Personal information
- Date of birth: 9 March 2004 (age 21)
- Position: Midfielder

Team information
- Current team: Málaga City

Youth career
- 0000–2020: Academy SC

Senior career*
- Years: Team / Apps / (Gls)
- 2020–2022: Academy SC
- 2022–: Málaga City

International career^{‡}
- 2024–: Cayman Islands / 2 / (0)

= Gabriele Dell′Oglio =

Cayman Islands footballer

Gabriele Dell′Oglio (born 9 March 2004) is a Cayman Islands association footballer who plays for Spanish Tercera Federación club FC Málaga City and the Cayman Islands national team.

==Club career==
Dell′Oglio came up through the ranks of Academy SC of the Cayman Islands Premier League.

==International career==
Dell′Oglio represented the Cayman Islands at the youth level in the 2019 CONCACAF Under-15 Championship and 2022 CONCACAF U-20 Championship qualifying.
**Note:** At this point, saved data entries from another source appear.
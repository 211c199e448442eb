//! Binder forms
//!
//! A term is generic over how it refers to its variables. Three forms are
//! supported:
//!
//! - [`Name`]: surface spelling plus a [`Unique`] assigned by interning.
//! - [`NamedDeBruijn`]: surface spelling plus a de Bruijn index.
//! - [`DeBruijn`]: the index alone.
//!
//! De Bruijn indices are 1-based at use sites: the innermost enclosing lambda
//! is index 1. Lambda binder sites carry index 0.

use serde::{Deserialize, Serialize};
use std::fmt;

/// Identity assigned to a name during interning
#[derive(
    Clone, Copy, Debug, Default, PartialEq, Eq, Hash, PartialOrd, Ord, Serialize, Deserialize,
)]
pub struct Unique(pub u64);

impl Unique {
    pub fn new(value: u64) -> Self {
        Unique(value)
    }

    pub fn to_int(self) -> u64 {
        let Unique(result) = self;
        result
    }

    /// The Unique following this one
    #[must_use]
    pub fn next(self) -> Self {
        Unique(self.0 + 1)
    }
}

impl From<u64> for Unique {
    fn from(value: u64) -> Self {
        Unique(value)
    }
}

impl fmt::Display for Unique {
    fn fmt(&self, f: &mut fmt::Formatter<'_>) -> fmt::Result {
        write!(f, "{}", self.0)
    }
}

/// A de Bruijn index
#[derive(
    Clone, Copy, Debug, Default, PartialEq, Eq, Hash, PartialOrd, Ord, Serialize, Deserialize,
)]
pub struct DeBruijn(pub usize);

impl DeBruijn {
    /// Index stored at lambda binder sites
    pub const BINDER: DeBruijn = DeBruijn(0);

    pub fn new(index: usize) -> Self {
        DeBruijn(index)
    }

    pub fn to_int(self) -> usize {
        let DeBruijn(result) = self;
        result
    }
}

impl From<usize> for DeBruijn {
    fn from(index: usize) -> Self {
        DeBruijn(index)
    }
}

impl fmt::Display for DeBruijn {
    fn fmt(&self, f: &mut fmt::Formatter<'_>) -> fmt::Result {
        write!(f, "{}", self.0)
    }
}

/// A textual name with its interned identity
#[derive(Clone, Debug, PartialEq, Eq, Hash, Serialize, Deserialize)]
pub struct Name {
    pub text: String,
    pub unique: Unique,
}

impl Name {
    /// A name as produced by a parser, before interning
    pub fn text(text: impl Into<String>) -> Self {
        Name {
            text: text.into(),
            unique: Unique::default(),
        }
    }

    pub fn new(text: impl Into<String>, unique: impl Into<Unique>) -> Self {
        Name {
            text: text.into(),
            unique: unique.into(),
        }
    }
}

/// A textual name with its de Bruijn index
#[derive(Clone, Debug, PartialEq, Eq, Hash, Serialize, Deserialize)]
pub struct NamedDeBruijn {
    pub text: String,
    pub index: DeBruijn,
}

impl NamedDeBruijn {
    pub fn new(text: impl Into<String>, index: impl Into<DeBruijn>) -> Self {
        NamedDeBruijn {
            text: text.into(),
            index: index.into(),
        }
    }
}

/// Capability shared by every binder form
pub trait Binder: Clone + fmt::Debug + PartialEq {
    /// Spelling used when rendering the binder as text
    fn text_name(&self) -> String;
}

impl Binder for Name {
    fn text_name(&self) -> String {
        self.text.clone()
    }
}

impl Binder for NamedDeBruijn {
    fn text_name(&self) -> String {
        self.text.clone()
    }
}

impl Binder for DeBruijn {
    fn text_name(&self) -> String {
        format!("i_{}", self.0)
    }
}

impl From<NamedDeBruijn> for DeBruijn {
    fn from(name: NamedDeBruijn) -> Self {
        name.index
    }
}

#[cfg(test)]
mod tests {
    use super::*;

    #[test]
    fn test_unique_next() {
        assert_eq!(Unique::new(4).next(), Unique(5));
        assert_eq!(Unique::default().to_int(), 0);
    }

    #[test]
    fn test_text_names() {
        assert_eq!(Name::new("x", 3).text_name(), "x");
        assert_eq!(NamedDeBruijn::new("y", 2).text_name(), "y");
        assert_eq!(DeBruijn(7).text_name(), "i_7");
    }

    #[test]
    fn test_parser_name_has_zero_unique() {
        let name = Name::text("foo");
        assert_eq!(name.unique, Unique(0));
    }

    #[test]
    fn test_named_debruijn_drops_text() {
        let index: DeBruijn = NamedDeBruijn::new("x", 4).into();
        assert_eq!(index, DeBruijn(4));
    }
}
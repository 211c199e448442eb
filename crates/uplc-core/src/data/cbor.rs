//! CBOR encoding of Plutus Data
//!
//! The encoding must agree byte for byte with the on-chain reference:
//!
//! | Variant    | Encoding |
//! |------------|----------|
//! | Integer    | major 0/1 when the value fits in an `i64`, otherwise tag 2/3 around the big-endian magnitude |
//! | ByteString | byte string; more than 64 bytes are written as indefinite 64-byte chunks |
//! | List       | empty: `0x80`; non-empty: `0x9f ... 0xff` |
//! | Map        | definite map, pairs in stored order |
//! | Constr     | alternatives 0-6: tags 121-127; 7-127: tags 1280-1400; otherwise tag 102 around `[alternative, fields]` |
//!
//! Decoding records the framing of every array under a `List` or `Constr` so
//! the original bytes can be reproduced, and keeps map pairs in wire order.
//!
//! Two choices are not recorded. The tag 102 wrapper must be a definite
//! 2-element array; an indefinite wrapper is rejected. An alternative that has
//! a compact tag but arrives under tag 102 decodes to the same value and is
//! re-encoded with its compact tag, so those bytes change on a round trip.

use super::{Framing, PlutusData};
use crate::config::{CodecConfig, MIN_STACK_RED_ZONE, STACK_GROWTH_SIZE};
use crate::error::{CoreError, CoreResult};
use num_bigint::{BigInt, Sign};
use num_traits::ToPrimitive;
use tracing::{debug, trace};

/// CBOR major types
pub mod major {
    pub const UNSIGNED: u8 = 0;
    pub const NEGATIVE: u8 = 1;
    pub const BYTES: u8 = 2;
    pub const TEXT: u8 = 3;
    pub const ARRAY: u8 = 4;
    pub const MAP: u8 = 5;
    pub const TAG: u8 = 6;
    pub const SIMPLE: u8 = 7;
}

/// CBOR tags used by Plutus Data
pub mod tags {
    pub const POSITIVE_BIGNUM: u64 = 2;
    pub const NEGATIVE_BIGNUM: u64 = 3;
    /// `[alternative, fields]` for alternatives outside the compact ranges
    pub const CONSTR_GENERAL: u64 = 102;
    /// Alternatives 0-6
    pub const CONSTR_COMPACT_BASE: u64 = 121;
    pub const CONSTR_COMPACT_LAST: u64 = 127;
    /// Alternatives 7-127
    pub const CONSTR_EXTENDED_BASE: u64 = 1280;
    pub const CONSTR_EXTENDED_LAST: u64 = 1400;
}

/// Additional-info value marking an indefinite-length item
const INDEFINITE: u8 = 31;

/// Terminator of indefinite-length items
const BREAK: u8 = 0xff;
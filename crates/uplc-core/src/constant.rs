//! Constant values and their types
//!
//! ```text
//! Constant ::= integer | bytestring | string | unit | bool
//!            | list T [Constant]        -- every element has type T
//!            | pair A B Constant Constant
//!            | data PlutusData
//!            | bls12_381 group elements and pairing results
//! ```

use crate::config::{MIN_STACK_RED_ZONE, STACK_GROWTH_SIZE};
use crate::data::PlutusData;
use crate::error::{CoreError, CoreResult};
use num_bigint::BigInt;
use serde::{Deserialize, Serialize};

/// Type of a constant
#[derive(Clone, Debug, PartialEq, Eq, Hash, Serialize, Deserialize)]
pub enum Type {
    Integer,
    ByteString,
    String,
    Unit,
    Bool,
    List(Box<Type>),
    Pair(Box<Type>, Box<Type>),
    Data,
    Bls12_381G1Element,
    Bls12_381G2Element,
    Bls12_381MlResult,
}

impl Type {
    pub fn list(element: Type) -> Self {
        Type::List(Box::new(element))
    }

    pub fn pair(first: Type, second: Type) -> Self {
        Type::Pair(Box::new(first), Box::new(second))
    }
}

/// A constant value
///
/// BLS12-381 values are kept as their compressed byte representation; this
/// layer never performs curve arithmetic on them.
#[derive(Clone, Debug, PartialEq, Eq, Serialize, Deserialize)]
pub enum Constant {
    Integer(BigInt),
    ByteString(Vec<u8>),
    String(String),
    Unit,
    Bool(bool),
    /// Homogeneous list with its element type
    ProtoList(Type, Vec<Constant>),
    /// Pair with both component types
    ProtoPair(Type, Type, Box<Constant>, Box<Constant>),
    Data(PlutusData),
    Bls12_381G1Element(Vec<u8>),
    Bls12_381G2Element(Vec<u8>),
    Bls12_381MlResult(Vec<u8>),
}

impl Constant {
    pub fn integer(value: impl Into<BigInt>) -> Self {
        Constant::Integer(value.into())
    }

    pub fn byte_string(bytes: impl Into<Vec<u8>>) -> Self {
        Constant::ByteString(bytes.into())
    }

    pub fn string(text: impl Into<String>) -> Self {
        Constant::String(text.into())
    }

    /// Build a list, checking that every element has the declared type
    pub fn proto_list(element: Type, items: Vec<Constant>) -> CoreResult<Self> {
        for item in &items {
            check_type(&element, item)?;
        }
        Ok(Constant::ProtoList(element, items))
    }

    /// Build a pair whose component types are taken from the values
    pub fn proto_pair(first: Constant, second: Constant) -> Self {
        Constant::ProtoPair(
            first.type_of(),
            second.type_of(),
            Box::new(first),
            Box::new(second),
        )
    }

    /// The type of this constant as stored in its tags
    pub fn type_of(&self) -> Type {
        match self {
            Constant::Integer(_) => Type::Integer,
            Constant::ByteString(_) => Type::ByteString,
            Constant::String(_) => Type::String,
            Constant::Unit => Type::Unit,
            Constant::Bool(_) => Type::Bool,
            Constant::ProtoList(element, _) => Type::list(element.clone()),
            Constant::ProtoPair(a, b, _, _) => Type::pair(a.clone(), b.clone()),
            Constant::Data(_) => Type::Data,
            Constant::Bls12_381G1Element(_) => Type::Bls12_381G1Element,
            Constant::Bls12_381G2Element(_) => Type::Bls12_381G2Element,
            Constant::Bls12_381MlResult(_) => Type::Bls12_381MlResult,
        }
    }

    /// Check that list elements and pair components agree with their declared types
    pub fn check_well_typed(&self) -> CoreResult<()> {
        stacker::maybe_grow(MIN_STACK_RED_ZONE, STACK_GROWTH_SIZE, || {
            self.check_well_typed_impl()
        })
    }

    /// Implementation (called via stacker::maybe_grow)
    fn check_well_typed_impl(&self) -> CoreResult<()> {
        match self {
            Constant::ProtoList(element, items) => {
                for item in items {
                    check_type(element, item)?;
                    item.check_well_typed()?;
                }
                Ok(())
            }
            Constant::ProtoPair(a, b, first, second) => {
                check_type(a, first)?;
                check_type(b, second)?;
                first.check_well_typed()?;
                second.check_well_typed()
            }
            _ => Ok(()),
        }
    }
}

/// Fail with a type mismatch unless `value` has type `expected`
pub fn check_type(expected: &Type, value: &Constant) -> CoreResult<()> {
    let found = value.type_of();
    if &found == expected {
        Ok(())
    } else {
        Err(CoreError::TypeMismatch {
            expected: expected.to_string(),
            found: found.to_string(),
        })
    }
}

impl From<PlutusData> for Constant {
    fn from(data: PlutusData) -> Self {
        Constant::Data(data)
    }
}

impl From<bool> for Constant {
    fn from(value: bool) -> Self {
        Constant::Bool(value)
    }
}

#[cfg(test)]
mod tests {
    use super::*;

    #[test]
    fn test_type_of_nested() {
        let list = Constant::ProtoList(
            Type::list(Type::Integer),
            vec![Constant::ProtoList(Type::Integer, vec![Constant::integer(1)])],
        );
        assert_eq!(list.type_of(), Type::list(Type::list(Type::Integer)));
    }

    #[test]
    fn test_proto_list_rejects_mixed_elements() {
        let result = Constant::proto_list(
            Type::Integer,
            vec![Constant::integer(1), Constant::Bool(true)],
        );
        match result {
            Err(CoreError::TypeMismatch { expected, found }) => {
                assert_eq!(expected, "integer");
                assert_eq!(found, "bool");
            }
            other => panic!("expected type mismatch, got {other:?}"),
        }
    }

    #[test]
    fn test_proto_pair_infers_types() {
        let pair = Constant::proto_pair(Constant::integer(1), Constant::string("a"));
        assert_eq!(pair.type_of(), Type::pair(Type::Integer, Type::String));
        assert!(pair.check_well_typed().is_ok());
    }

    #[test]
    fn test_check_well_typed_catches_bad_pair() {
        let pair = Constant::ProtoPair(
            Type::Integer,
            Type::Bool,
            Box::new(Constant::integer(1)),
            Box::new(Constant::Unit),
        );
        assert!(pair.check_well_typed().is_err());
    }
}
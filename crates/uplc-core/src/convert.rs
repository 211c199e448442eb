//! Binder conversion
//!
//! Rewrites a term from one binder form to another. Every direction shares
//! one depth-bounded walk ([`rebind`]); a [`Rebind`] strategy decides what a
//! lambda parameter and a variable become.
//!
//! Name to de Bruijn keeps a stack of the Uniques bound by enclosing lambdas.
//! A variable's index is its distance from the top of that stack, with the
//! innermost binder at index 1. Lambda parameters become index 0. A Unique
//! missing from the stack is a free variable and fails the conversion.

use crate::config::{CodecConfig, MIN_STACK_RED_ZONE, STACK_GROWTH_SIZE};
use crate::error::{CoreError, CoreResult};
use crate::name::{DeBruijn, Name, NamedDeBruijn, Unique};
use crate::term::{Program, Term};
use tracing::debug;

/// Spelling given to binders that come from a bare index
const SYNTHETIC_TEXT: &str = "i";

/// What binders and variables become in the target form
pub trait Rebind<S, T> {
    /// Enter the scope of a lambda parameter
    fn bind(&mut self, parameter: &S) -> CoreResult<T>;
    /// Leave the scope opened by the matching `bind`
    fn unbind(&mut self);
    /// Translate a variable occurrence
    fn resolve(&mut self, var: &S) -> CoreResult<T>;
}

/// Rebuild `term` in a new binder form, failing past `limit` nesting levels
pub fn rebind<S, T, R>(strategy: &mut R, term: &Term<S>, limit: usize) -> CoreResult<Term<T>>
where
    R: Rebind<S, T>,
{
    Walk { strategy, limit }.term(term, 0)
}

struct Walk<'r, R> {
    strategy: &'r mut R,
    limit: usize,
}

impl<R> Walk<'_, R> {
    fn term<S, T>(&mut self, term: &Term<S>, depth: usize) -> CoreResult<Term<T>>
    where
        R: Rebind<S, T>,
    {
        if depth > self.limit {
            return Err(CoreError::DepthLimit { limit: self.limit });
        }
        stacker::maybe_grow(MIN_STACK_RED_ZONE, STACK_GROWTH_SIZE, || {
            self.term_impl(term, depth)
        })
    }

    /// Implementation (called via stacker::maybe_grow)
    fn term_impl<S, T>(&mut self, term: &Term<S>, depth: usize) -> CoreResult<Term<T>>
    where
        R: Rebind<S, T>,
    {
        let next = depth + 1;
        Ok(match term {
            Term::Var(var) => Term::Var(self.strategy.resolve(var)?),
            Term::Lambda { parameter, body } => {
                let parameter = self.strategy.bind(parameter)?;
                let body = self.term(body, next);
                self.strategy.unbind();
                Term::Lambda {
                    parameter,
                    body: Box::new(body?),
                }
            }
            Term::Delay(inner) => Term::Delay(Box::new(self.term(inner, next)?)),
            Term::Force(inner) => Term::Force(Box::new(self.term(inner, next)?)),
            Term::Apply { function, argument } => Term::Apply {
                function: Box::new(self.term(function, next)?),
                argument: Box::new(self.term(argument, next)?),
            },
            Term::Constr { tag, fields } => Term::Constr {
                tag: *tag,
                fields: fields
                    .iter()
                    .map(|field| self.term(field, next))
                    .collect::<CoreResult<_>>()?,
            },
            Term::Case {
                scrutinee,
                branches,
            } => Term::Case {
                scrutinee: Box::new(self.term(scrutinee, next)?),
                branches: branches
                    .iter()
                    .map(|branch| self.term(branch, next))
                    .collect::<CoreResult<_>>()?,
            },
            Term::Constant(constant) => Term::Constant(constant.clone()),
            Term::Builtin(id) => Term::Builtin(*id),
            Term::Error => Term::Error,
        })
    }
}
In the former competition, the team had an impressive string of results including a 0–0 draw with Nicaragua in which Dell′Oglio put a dangerous shot on goal that forced the keeper to punch the ball over the crossbar for the save.

Dell′Oglio made his senior international debut on 26 March 2024 in a friendly away to Moldova. The following June, he made his second appearance for the team in a 1–0 victory over Antigua and Barbuda in 2026 FIFA World Cup qualification. The victory was the Cayman team's first-ever win in World Cup qualification.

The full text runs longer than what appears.